Collected data:
■ ■ ■ ■

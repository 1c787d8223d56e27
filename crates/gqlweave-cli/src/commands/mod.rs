//! CLI command implementations

pub mod clean;
pub mod generate;
pub mod plan;

use std::path::PathBuf;

use anyhow::{Context, Result};
use gqlweave_config::ConfigLoader;
use gqlweave_core::{discover_sources, normalize_source_paths, ExecContext};

use crate::GlobalOptions;

/// Resolve the project directory from options or the current directory.
pub fn resolve_cwd(global: &GlobalOptions) -> Result<PathBuf> {
    match &global.cwd {
        Some(path) => path
            .canonicalize()
            .with_context(|| format!("Project directory not found: {}", path.display())),
        None => std::env::current_dir().context("Failed to get current directory"),
    }
}

/// Load configuration and build the execution context.
pub fn load_context(global: &GlobalOptions) -> Result<ExecContext> {
    let cwd = resolve_cwd(global)?;
    let loader = match &global.config {
        Some(path) => ConfigLoader::with_config_path(path),
        None => ConfigLoader::new(),
    };
    ExecContext::load(&cwd, &loader).context("Failed to load configuration")
}

/// Sources named on the command line, or every configured source.
pub fn select_sources(ctx: &ExecContext, paths: &[PathBuf]) -> Result<Vec<String>> {
    if paths.is_empty() {
        discover_sources(ctx).context("Failed to discover sources")
    } else {
        Ok(normalize_source_paths(ctx, paths))
    }
}

/// Print a warning message to stderr.
pub fn print_warning(message: &str) {
    eprintln!("warning: {}", message);
}

/// Print an info message (respects quiet flag).
pub fn print_info(message: &str, quiet: bool) {
    if !quiet {
        eprintln!("{}", message);
    }
}

/// `"1 literal"` / `"2 literals"`.
pub fn plural(count: usize, noun: &str) -> String {
    format!("{} {}{}", count, noun, if count == 1 { "" } else { "s" })
}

■ ■ ■ ■

Work required: Nothing is to be altered; retype each entry exactly.

Result of the task:
repository 1c787d8223d56e27
filename crates/gqlweave-cli/src/commands/mod.rs
//! CLI command implementations

pub mod clean;
pub mod generate;
pub mod plan;

use std::path::PathBuf;

use anyhow::{Context, Result};
use gqlweave_config::ConfigLoader;
use gqlweave_core::{discover_sources, normalize_source_paths, ExecContext};

use crate::GlobalOptions;

/// Resolve the project directory from options or the current directory.
pub fn resolve_cwd(global: &GlobalOptions) -> Result<PathBuf> {
    match &global.cwd {
        Some(path) => path
            .canonicalize()
            .with_context(|| format!("Project directory not found: {}", path.display())),
        None => std::env::current_dir().context("Failed to get current directory"),
    }
}

/// Load configuration and build the execution context.
pub fn load_context(global: &GlobalOptions) -> Result<ExecContext> {
    let cwd = resolve_cwd(global)?;
    let loader = match &global.config {
        Some(path) => ConfigLoader::with_config_path(path),
        None => ConfigLoader::new(),
    };
    ExecContext::load(&cwd, &loader).context("Failed to load configuration")
}

/// Sources named on the command line, or every configured source.
pub fn select_sources(ctx: &ExecContext, paths: &[PathBuf]) -> Result<Vec<String>> {
    if paths.is_empty() {
        discover_sources(ctx).context("Failed to discover sources")
    } else {
        Ok(normalize_source_paths(ctx, paths))
    }
}

/// Print a warning message to stderr.
pub fn print_warning(message: &str) {
    eprintln!("warning: {}", message);
}

/// Print an info message (respects quiet flag).
pub fn print_info(message: &str, quiet: bool) {
    if !quiet {
        eprintln!("{}", message);
    }
}

/// `"1 literal"` / `"2 literals"`.
pub fn plural(count: usize, noun: &str) -> String {
    format!("{} {}{}", count, noun, if count == 1 { "" } else { "s" })
}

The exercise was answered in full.